Headwinds from Australia’s slowing economy and intense competition in the domestic airline market have resulted in an uncertain near-term outlook for Qantas Airways Ltd and Virgin Australia, which report their full-year results this week.
Yields are under pressure for both airlines as investment in the once-booming resources sector slows and the government forecasts limp economic growth into 2014.
“Virgin has been trying to take market share in that domestic space, so Qantas has sort of retaliated and tried to hold their ground,” said Nathan Zaia, an analyst at Morningstar in Sydney, adding capacity is currently well above demand.
Both airlines had also done well out of “fly-in fly-out” contracts from mining companies, and from scheduled services to regional destinations and smaller towns within Australia. That is slowing down in tandem with the mining sector, added Akshay Chopra, an analyst at Karara Capital in Melbourne.
“A lot of those customers have been very profitable because they’ve been paying big prices on tickets to fly these regional and sub-regional areas. As some of those slow, that’s clearly going to have an impact,” Chopra said.
That is the case at Virgin Australia, which counts Singapore Airlines , Etihad, and Air New Zealand among its investors. It is projected to post pre-tax losses of A$38 million and after-tax losses of A$31.4 million for the year to 30 June on Friday, according to ThomsonReuters data.
It has been discounting fares to win corporate accounts from Qantas. It has also made a push into the regional market by buying a smaller regional airline, Skywest, and buying a 60 percent stake in low-cost carrier Tigerair Australia from Singapore-based Tiger Airways Holdings this year.
Earlier this month the airline issued a profit warning and projected a full year net loss in the range of A$95-110 million. Virgin Australia blamed the loss on a difficult business environment, higher costs including a new ticketing system and new carbon tax, and losses from the Skywest acquisition.
Qantas Fares Better
Qantas, which reports on Thursday, is forecast to report a full year pre-tax profit of A$92.7 million and after-tax profit of A66.4 million on Thursday, according to ThomsonReuters data.
It appears to be faring better by virtue of having the lion’s share of the domestic market, while its subsidiary Jetstar dominates the low-cost segment.
Qantas has also reduced losses in its international business by retiring older aircraft, and by forming a partnership with Emirates on services to Europe.
Qantas chief executive Alan Joyce told Reuters in August that his airline was still winning some mining contracts despite the slowdown. He forecast that there would be some reduction in domestic capacity, helping to increase profitability. Australia, he added, had gone through “these cycles before”.
Zaia agreed, saying: “I am expecting … capacity growth to be slow or just flat. As we get population growth and business confidence and consumer confidence increases, that demand will pick up.”

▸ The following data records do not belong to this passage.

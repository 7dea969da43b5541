//! CLI command definitions and handlers

pub mod index;
pub mod trace;

use crate::core::config::Config;
use crate::core::error::Result;
use clap::{Args, Parser, Subcommand};
use std::path::{Path, PathBuf};

const LONG_ABOUT: &str = r#"
Static dependency tracing and refactor planning for component trees.

Works from a prebuilt file-level dependency index
(.cache/deptrace/file-deps.json under the project root).

TRACE:
    deptrace trace <entry>               Direct, transitive and reverse deps
    deptrace trace Foo --pick-first      Resolve ties by path order
    deptrace trace Foo --choose <path>   Resolve a tie and remember the pick
    deptrace plan <entry>                Trace plus relocation plan

INDEX:
    deptrace info                        Index age and rebuild advice
    deptrace clear-choices               Forget remembered picks

EXIT CODES:
    0 ok, 2 ambiguous target, 3 index failure, 4 resolver failure,
    5 refactor blocked, 6 timeout
"#;

/// Static dependency tracer and refactor planner
#[derive(Parser, Debug)]
#[command(name = "deptrace")]
#[command(author, version)]
#[command(about = "Static dependency tracer and refactor planner")]
#[command(long_about = LONG_ABOUT)]
#[command(propagate_version = true)]
pub struct Cli {
    /// Configuration file (default: $DEPTRACE_HOME/config.toml)
    #[arg(long, global = true, value_name = "PATH")]
    pub config: Option<PathBuf>,

    /// Debug logging to stderr
    #[arg(short, long, global = true)]
    pub verbose: bool,

    #[command(subcommand)]
    pub command: Commands,
}

#[derive(Subcommand, Debug)]
pub enum Commands {
    /// Trace a file's dependencies
    #[command(visible_alias = "t")]
    #[command(after_help = "EXAMPLES:
    deptrace trace src/views/Dashboard.tsx
    deptrace trace UserTable --json
    deptrace trace Foo --pick-first --depth 2")]
    Trace(TraceArgs),

    /// Trace a file and plan its relocation
    #[command(visible_alias = "p")]
    Plan(TraceArgs),

    /// Show dependency index status
    Info(InfoArgs),

    /// Forget remembered disambiguation choices
    ClearChoices(RootArgs),
}

impl Commands {
    /// Whether failures should be reported as JSON
    pub fn wants_json(&self) -> bool {
        match self {
            Commands::Trace(args) | Commands::Plan(args) => args.json,
            Commands::Info(args) => args.json,
            Commands::ClearChoices(_) => false,
        }
    }
}

/// Arguments shared by `trace` and `plan`
#[derive(Args, Debug, Clone)]
pub struct TraceArgs {
    /// File reference: absolute path, partial path, or bare name
    pub entry: String,

    /// Project root holding src/ (default: current directory)
    #[arg(short, long)]
    pub root: Option<PathBuf>,

    /// Index file (default: <root>/.cache/deptrace/file-deps.json)
    #[arg(long, value_name = "PATH")]
    pub index: Option<PathBuf>,

    /// Reject indexes older than this (milliseconds)
    #[arg(long, value_name = "MS")]
    pub max_age_ms: Option<u64>,

    /// Resolve ties by taking the first candidate
    #[arg(long)]
    pub pick_first: bool,

    /// Resolve a tie to this path and remember it
    #[arg(long, value_name = "PATH")]
    pub choose: Option<String>,

    /// Compute a relocation plan
    #[arg(long)]
    pub plan: bool,

    /// Block plans with unresolved mixed-usage risk
    #[arg(long)]
    pub strict: bool,

    /// Limit transitive traversal depth
    #[arg(long, value_name = "N")]
    pub depth: Option<usize>,

    /// Overall trace deadline (milliseconds, 0 disables)
    #[arg(long, value_name = "MS")]
    pub timeout_ms: Option<u64>,

    /// JSON output
    #[arg(long)]
    pub json: bool,
}

/// Arguments for the info command
#[derive(Args, Debug, Clone)]
pub struct InfoArgs {
    /// Project root (default: current directory)
    #[arg(short, long)]
    pub root: Option<PathBuf>,

    /// Index file (default: <root>/.cache/deptrace/file-deps.json)
    #[arg(long, value_name = "PATH")]
    pub index: Option<PathBuf>,

    /// JSON output
    #[arg(long)]
    pub json: bool,
}

/// Arguments naming only a project root
#[derive(Args, Debug, Clone)]
pub struct RootArgs {
    /// Project root (default: current directory)
    #[arg(short, long)]
    pub root: Option<PathBuf>,
}

/// Load configuration from an explicit file or the default location
pub fn load_config(path: Option<&Path>) -> Result<Config> {
    match path {
        Some(path) => Config::load_from(path),
        None => Config::load(),
    }
}

/// The given root, or the current directory
pub fn project_root(root: Option<PathBuf>) -> Result<PathBuf> {
    match root {
        Some(root) => Ok(root),
        None => Ok(std::env::current_dir()?),
    }
}

/// Dispatch a parsed command; returns the process exit code
pub async fn run(cli: Cli) -> Result<i32> {
    let config = load_config(cli.config.as_deref())?;
    match cli.command {
        Commands::Trace(args) => trace::run(args, config, false).await,
        Commands::Plan(args) => trace::run(args, config, true).await,
        Commands::Info(args) => index::info(args, config),
        Commands::ClearChoices(args) => index::clear_choices(args),
    }
}
//! Output formatters for trace results
//!
//! Provides two output formats:
//! - Plain: human-readable text (terminal, logs)
//! - JSON: machine-readable format (scripts, CI)
//!
//! @module trace/output

pub mod json;
pub mod plain;

use std::path::PathBuf;

use serde::Serialize;

use super::storage::IndexInfo;
use super::types::TraceResult;
use crate::core::error::ErrorReport;

// =============================================================================
// TYPES
// =============================================================================

/// Output format selection
#[derive(Debug, Clone, Copy, PartialEq, Eq, Default)]
pub enum OutputFormat {
    /// Plain text
    #[default]
    Plain,
    /// JSON for machine consumption
    Json,
}

impl OutputFormat {
    pub fn from_json_flag(json: bool) -> Self {
        if json {
            Self::Json
        } else {
            Self::Plain
        }
    }
}

/// Index health as reported by `deptrace info`
#[derive(Debug, Clone, Serialize)]
#[serde(rename_all = "camelCase")]
pub struct IndexStatus {
    pub path: PathBuf,
    pub exists: bool,
    #[serde(skip_serializing_if = "Option::is_none")]
    pub info: Option<IndexInfo>,
    pub should_rebuild: bool,
    pub max_age_ms: u64,
}

// =============================================================================
// FORMATTER TRAIT
// =============================================================================

/// Trait for formatting trace output
pub trait TraceFormatter {
    /// Format a trace result (resolved, ambiguous, or failed)
    fn format_trace(&self, result: &TraceResult) -> String;

    /// Format a failure that happened outside a trace
    fn format_error(&self, report: &ErrorReport) -> String;

    /// Format an index health probe
    fn format_index_status(&self, status: &IndexStatus) -> String;
}

// =============================================================================
// FACTORY FUNCTION
// =============================================================================

/// Create a formatter for the given output format
///
/// `max_items` bounds list lengths in plain output (0 = unlimited).
pub fn create_formatter(format: OutputFormat, max_items: usize) -> Box<dyn TraceFormatter> {
    match format {
        OutputFormat::Plain => Box::new(plain::PlainFormatter::new(max_items)),
        OutputFormat::Json => Box::new(json::JsonFormatter::new()),
    }
}

// =============================================================================
// RE-EXPORTS
// =============================================================================

pub use json::JsonFormatter;
pub use plain::{format_dependencies, PlainFormatter};
//! Trace Orchestration
//!
//! Drives one trace through its stages:
//!
//! ```text
//! Start -> Normalizing -> Resolving -> Ambiguous
//!                                   -> Traversing -> (Planning) -> Done
//! ```
//!
//! `Error` is reachable from every stage. Each transition is reported to
//! the injected [`Logger`]. Index reads and the normalizer's existence
//! probe run under deadlines, and the whole trace runs under the overall
//! trace deadline.
//!
//! @module trace/tracer

use std::fmt;
use std::path::{Path, PathBuf};
use std::time::Duration;

use super::choices::ChoiceCache;
use super::classify::RuleTable;
use super::normalize::{candidate_key, normalize};
use super::plan::Planner;
use super::resolve::{resolve, select, top_ties};
use super::storage::read_index_or_throw;
use super::traverse::collect_deps;
use super::types::{Candidate, DependencyIndex, TraceResult};
use crate::core::config::Config;
use crate::core::error::Result;
use crate::core::logger::{Fields, LogLevel, Logger, SharedLogger};
use crate::core::timeout::{with_blocking_deadline, with_deadline};

// =============================================================================
// STAGES
// =============================================================================

/// Orchestrator state
#[derive(Debug, Clone, Copy, PartialEq, Eq)]
pub enum TraceStage {
    Start,
    Normalizing,
    Resolving,
    Ambiguous,
    Traversing,
    Planning,
    Done,
    Error,
}

impl TraceStage {
    pub fn as_str(self) -> &'static str {
        match self {
            Self::Start => "start",
            Self::Normalizing => "normalizing",
            Self::Resolving => "resolving",
            Self::Ambiguous => "ambiguous",
            Self::Traversing => "traversing",
            Self::Planning => "planning",
            Self::Done => "done",
            Self::Error => "error",
        }
    }

    fn level(self) -> LogLevel {
        match self {
            Self::Error => LogLevel::Error,
            Self::Ambiguous | Self::Done => LogLevel::Info,
            _ => LogLevel::Debug,
        }
    }
}

impl fmt::Display for TraceStage {
    fn fmt(&self, f: &mut fmt::Formatter<'_>) -> fmt::Result {
        f.write_str(self.as_str())
    }
}

/// Records visited stages and reports each transition
struct StageLog<'a> {
    logger: &'a dyn Logger,
    stages: Vec<TraceStage>,
}

impl<'a> StageLog<'a> {
    fn new(logger: &'a dyn Logger) -> Self {
        Self {
            logger,
            stages: Vec::new(),
        }
    }

    fn enter(&mut self, stage: TraceStage, fields: Fields<'_>) {
        self.stages.push(stage);
        self.logger
            .log(stage.level(), &format!("trace {}", stage), fields);
    }
}

// =============================================================================
// REQUEST / OUTCOME
// =============================================================================

/// One trace invocation
#[derive(Debug, Clone)]
pub struct TraceRequest {
    /// Raw user reference
    pub entry: String,
    /// Tracked root (the directory holding `src/`)
    pub root: PathBuf,
    /// Also compute a refactor plan
    pub plan: bool,
    /// Overrides `resolver.pick_first`
    pub pick_first: Option<bool>,
    /// Explicit pick among tied candidates
    pub choose: Option<String>,
}

impl TraceRequest {
    pub fn new(entry: impl Into<String>, root: impl Into<PathBuf>) -> Self {
        Self {
            entry: entry.into(),
            root: root.into(),
            plan: false,
            pick_first: None,
            choose: None,
        }
    }

    pub fn with_plan(mut self, plan: bool) -> Self {
        self.plan = plan;
        self
    }

    pub fn with_pick_first(mut self, pick_first: bool) -> Self {
        self.pick_first = Some(pick_first);
        self
    }

    pub fn with_choice(mut self, path: impl Into<String>) -> Self {
        self.choose = Some(path.into());
        self
    }
}

/// A finished trace and the stages it passed through
#[derive(Debug, Clone)]
pub struct TraceOutcome {
    pub result: TraceResult,
    pub stages: Vec<TraceStage>,
}

impl TraceOutcome {
    /// Terminal stage reached
    pub fn final_stage(&self) -> Option<TraceStage> {
        self.stages.last().copied()
    }

    pub fn exit_code(&self) -> i32 {
        self.result.exit_code()
    }
}

// =============================================================================
// TRACER
// =============================================================================

/// Entry point for dependency traces
pub struct Tracer {
    config: Config,
    logger: SharedLogger,
    planner: Planner,
}

impl Tracer {
    pub fn new(config: Config, logger: SharedLogger) -> Self {
        let planner = Planner::new(&config.planner);
        Self {
            config,
            logger,
            planner,
        }
    }

    /// Use a custom classification table for planning
    pub fn with_rules(config: Config, logger: SharedLogger, rules: RuleTable) -> Self {
        let planner = Planner::with_rules(&config.planner, rules);
        Self {
            config,
            logger,
            planner,
        }
    }

    /// Run a trace; ambiguity is a normal outcome, failures are errors
    pub async fn trace(&self, request: TraceRequest) -> Result<TraceOutcome> {
        let (result, stages) = self.execute(request).await;
        result.map(|result| TraceOutcome { result, stages })
    }

    /// Run a trace, folding any failure into an error-status result
    pub async fn trace_or_report(&self, request: TraceRequest) -> TraceOutcome {
        let entry = request.entry.clone();
        let (result, stages) = self.execute(request).await;
        let result = result.unwrap_or_else(|e| TraceResult::failed(entry, e.report()));
        TraceOutcome { result, stages }
    }

    async fn execute(&self, request: TraceRequest) -> (Result<TraceResult>, Vec<TraceStage>) {
        let entry = request.entry.clone();
        let mut log = StageLog::new(self.logger.as_ref());

        let result = with_deadline(
            "trace",
            self.config.timeouts.trace(),
            self.run(request, &mut log),
        )
        .await;

        if let Err(e) = &result {
            log.enter(
                TraceStage::Error,
                &[("entry", &entry), ("kind", &e.kind()), ("error", e)],
            );
        }
        (result, log.stages)
    }

    async fn run(&self, request: TraceRequest, log: &mut StageLog<'_>) -> Result<TraceResult> {
        log.enter(TraceStage::Start, &[("entry", &request.entry)]);

        log.enter(TraceStage::Normalizing, &[]);
        let normalized = {
            let entry = request.entry.clone();
            let root = request.root.clone();
            with_blocking_deadline("normalize", self.config.timeouts.normalize(), move || {
                Ok(normalize(&entry, &root))
            })
            .await?
        };

        log.enter(
            TraceStage::Resolving,
            &[
                ("normalized", &normalized.normalized),
                ("exists", &normalized.exists),
            ],
        );
        let index = self.load_index(&request).await?;
        let candidates = resolve(&normalized, &index);
        let pick_first = request
            .pick_first
            .unwrap_or(self.config.resolver.pick_first);

        let chosen = match self.choose(&request, &candidates, pick_first).await? {
            Some(chosen) => chosen,
            None => {
                let ties = top_ties(&candidates).to_vec();
                let count = ties.len();
                log.enter(TraceStage::Ambiguous, &[("candidates", &count)]);
                return Ok(TraceResult::ambiguous(request.entry, ties));
            }
        };

        log.enter(
            TraceStage::Traversing,
            &[("resolved", &chosen.path), ("reason", &chosen.reason)],
        );
        let deps = collect_deps(&index, &chosen.path, self.config.index.max_depth);
        let components_prefix = format!(
            "{}/",
            self.config.planner.components_dir.trim_end_matches('/')
        );
        let component_references: Vec<String> = deps
            .reverse
            .iter()
            .filter(|id| id.starts_with(&components_prefix))
            .cloned()
            .collect();

        let mut result = TraceResult::resolved(request.entry, chosen.path.clone(), deps);
        if !component_references.is_empty() {
            result.component_references = Some(component_references);
        }

        if request.plan {
            let name = candidate_key(&chosen.path);
            log.enter(TraceStage::Planning, &[("component", &name)]);
            result.plan = Some(self.planner.plan(&index, &chosen.path, &name)?);
        }

        let counts = result.counts;
        log.enter(
            TraceStage::Done,
            &[
                ("direct", &counts.direct),
                ("transitive", &counts.transitive),
                ("reverse", &counts.reverse),
            ],
        );
        Ok(result)
    }

    async fn load_index(&self, request: &TraceRequest) -> Result<DependencyIndex> {
        let path = self.config.index_path(&request.root);
        let max_age = Duration::from_millis(self.config.index.max_age_ms);

        let index = with_blocking_deadline("index_read", self.config.timeouts.index_read(), {
            let path = path.clone();
            move || read_index_or_throw(&path, max_age)
        })
        .await?;

        let shown = path.display();
        self.logger.debug(
            "index loaded",
            &[
                ("path", &shown),
                ("files", &index.stats.files),
                ("age_ms", &index.stats.age_ms),
            ],
        );
        Ok(index)
    }

    /// Settle on one candidate, or `None` when the tie stays unresolved
    async fn choose(
        &self,
        request: &TraceRequest,
        candidates: &[Candidate],
        pick_first: bool,
    ) -> Result<Option<Candidate>> {
        let ties = top_ties(candidates);
        if ties.len() <= 1 || pick_first {
            return select(&request.entry, candidates, pick_first).map(Some);
        }

        let tied: Vec<String> = ties.iter().map(|c| c.path.clone()).collect();
        let remember = self.config.resolver.remember_choices;
        let choices_path = Config::choices_path(&request.root);

        if let Some(wanted) = &request.choose {
            match ties.iter().find(|c| &c.path == wanted) {
                Some(candidate) => {
                    if remember {
                        let mut cache = self.load_choices(&choices_path).await?;
                        cache.remember(&request.entry, &tied, &candidate.path);
                        if let Err(e) = self.save_choices(cache).await {
                            self.logger
                                .warn("could not save choice", &[("error", &e)]);
                        }
                    }
                    return Ok(Some(candidate.clone()));
                }
                None => {
                    self.logger.warn(
                        "chosen path is not among the tied candidates",
                        &[("choice", wanted)],
                    );
                }
            }
        }

        if remember {
            let cache = self.load_choices(&choices_path).await?;
            if let Some(path) = cache.get(&request.entry, &tied) {
                self.logger
                    .debug("using remembered choice", &[("path", &path)]);
                return Ok(ties.iter().find(|c| c.path == path).cloned());
            }
        }

        Ok(None)
    }

    async fn load_choices(&self, path: &Path) -> Result<ChoiceCache> {
        let path = path.to_path_buf();
        let logger = self.logger.clone();
        with_blocking_deadline("choices_read", self.config.timeouts.index_read(), move || {
            Ok(ChoiceCache::load(&path, logger.as_ref()))
        })
        .await
    }

    async fn save_choices(&self, cache: ChoiceCache) -> Result<()> {
        with_blocking_deadline("choices_write", self.config.timeouts.index_read(), move || {
            cache.save()
        })
        .await
    }
}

The falling Australian dollar, which is likely to increase fuel costs, is also a concern. And while the weak dollar could bolster international tourism numbers, Qantas and Virgin Australia face intense competition from the likes of Asian low-cost carriers AirAsia X and SIA subsidiary Scoot.
“They’ve all been attacking the more profitable international segment, and that just means the profit held international business has also been reduced,” said Karara of Capital’s Chopra.